15 de septiembre de 2019 Domingo 24º del Tiempo Ordinario

LECTURA DEL LIBRO DEL ÉXODO 32,7-11.13-14:

El pueblo de Israel se desvió del camino señalado por el Señor, al hacerse un becerro de metal, postrarsen en tierra e invocar a un dios distinto; que al saber Moisés imploró a su Dios su compasión, misericordia y ayuda, siendo escuchado por su Señor, que a pesar de ver que era un pueblo de dura cerviz, lo perdona y le ayuda con gran poder y mano fuerte, cumpliendo con la promesa de multiplicar su descendencia como las estrellas del cielo.

SALMO 50,3-4.12-13.17.19:

Al igual que el hijo pródigo, cada vez que pequemos digamos, “Me levantaré, me pondré en camino a donde está mi padre”, con la certeza que la bondad y la Misericordia del Señor son eternas, hasta el punto de perdonar mis culpas y mis pecados; y de no volverse a acordar de mis pecados y creando en mí un corazón puro.

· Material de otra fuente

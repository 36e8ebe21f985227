// src/server/routes.rs

use std::sync::Arc;

use axum::body::Body;
use axum::extract::{Path, State};
use axum::http::{header, StatusCode};
use axum::response::{IntoResponse, Response};
use axum::routing::get;
use axum::Router;
use tokio_util::io::ReaderStream;
use tracing::{info, warn};

use crate::catalog::Catalog;
use crate::feed::{render_feed, ChannelMeta, RSS_CONTENT_TYPE};

struct AppState {
    catalog: Arc<Catalog>,
    channel: ChannelMeta,
}

/// Build the application router.
///
/// Two routes: `/` for the feed document and `/file/{identifier}/{name}`
/// for downloads. Every other path shape, including malformed file URLs
/// like `/file/onlyonepart`, falls through to a 404 "Invalid URL".
pub fn router(catalog: Arc<Catalog>, channel: ChannelMeta) -> Router {
    let state = Arc::new(AppState { catalog, channel });

    Router::new()
        .route("/", get(feed))
        .route("/file/{identifier}/{name}", get(serve_file))
        .fallback(invalid_url)
        .with_state(state)
}

/// `GET /` - render the current catalog snapshot as RSS XML.
async fn feed(State(state): State<Arc<AppState>>) -> Response {
    let snapshot = state.catalog.snapshot().await;
    let xml = render_feed(&state.channel, &snapshot);
    ([(header::CONTENT_TYPE, RSS_CONTENT_TYPE)], xml).into_response()
}

/// `GET /file/{identifier}/{name}` - stream the file back to the client.
///
/// Lookup is by identifier only; the trailing name segment is accepted as a
/// download-filename hint for clients but never used to resolve the file.
/// The `Content-Disposition` filename always comes from the stored path.
async fn serve_file(
    State(state): State<Arc<AppState>>,
    Path((identifier, _name)): Path<(String, String)>,
) -> Response {
    let Some(file) = state.catalog.lookup(&identifier).await else {
        return (StatusCode::NOT_FOUND, "File not found").into_response();
    };

    let handle = match tokio::fs::File::open(&file.path).await {
        Ok(handle) => handle,
        Err(err) => {
            // Valid at discovery time, unreadable now (deleted or moved).
            warn!(path = ?file.path, error = %err, "cataloged file unreadable");
            return (StatusCode::NOT_FOUND, "File not found").into_response();
        }
    };

    info!(path = ?file.path, "getting file");

    let filename = file
        .path
        .file_name()
        .map(|n| n.to_string_lossy().into_owned())
        .unwrap_or_else(|| file.name.clone());

    let body = Body::from_stream(ReaderStream::new(handle));
    (
        [(
            header::CONTENT_DISPOSITION,
            format!("attachment; filename={filename}"),
        )],
        body,
    )
        .into_response()
}

/// Fallback for any unrecognized path shape.
async fn invalid_url() -> Response {
    (StatusCode::NOT_FOUND, "Invalid URL").into_response()
}
// src/cli.rs

//! CLI argument parsing using `clap`.

use std::path::PathBuf;

use clap::{Parser, ValueEnum};

/// Command-line arguments for `dirfeed`.
#[derive(Debug, Clone, Parser)]
#[command(
    name = "dirfeed",
    version,
    about = "Serve the files of local directories as an RSS feed.",
    long_about = None
)]
pub struct CliArgs {
    /// Directories to watch for files. At least one is required; each is
    /// validated to exist and be listable before the server starts.
    #[arg(value_name = "DIR", required = true)]
    pub directories: Vec<PathBuf>,

    /// Base URL clients use to reach this server. Feed links are built as
    /// `{base-url}:{port}/file/{identifier}/{name}`.
    #[arg(long, value_name = "URL", default_value = "http://localhost")]
    pub base_url: String,

    /// Port the HTTP server listens on.
    #[arg(long, value_name = "PORT", default_value_t = 64055)]
    pub port: u16,

    /// Path to an optional feed config file (TOML).
    ///
    /// When omitted, all feed options fall back to their defaults.
    #[arg(long, value_name = "PATH")]
    pub config: Option<String>,

    /// Seconds to sleep between directory scans.
    #[arg(long, value_name = "SECS", default_value_t = 60)]
    pub scan_interval_secs: u64,

    /// Logging level (error, warn, info, debug, trace).
    ///
    /// If omitted, `DIRFEED_LOG` or a default level will be used.
    #[arg(long, value_enum, value_name = "LEVEL")]
    pub log_level: Option<LogLevel>,
}

/// Log level as exposed on the CLI.
#[derive(Debug, Copy, Clone, ValueEnum)]
pub enum LogLevel {
    Error,
    Warn,
    Info,
    Debug,
    Trace,
}

/// Convenience wrapper around `CliArgs::parse()`.
pub fn parse() -> CliArgs {
    CliArgs::parse()
}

LECTURA DE LA PRIMERA CARTA DEL APÓSTOL SAN PABLO A TIMOTEO 1,12-17:

Junto a Pablo, hemos de dar gracias al todo poderoso, porque se fijó en nosotros, enriqueciendonos con toda clase de bendiciones, a pesar de nuestra miseria y pecado, pero que por amor, a pesar que estabamos lejos de la fe, sobreabundó en nosotros el amor de Cristo, para que en Cristo Jesús mostraramos paciencia y para que nos convirtieramos en “ modelo de los que han de creer en él y tener vida eterna”, para honra y gloria del Señor y de su Santa Iglesia Católica.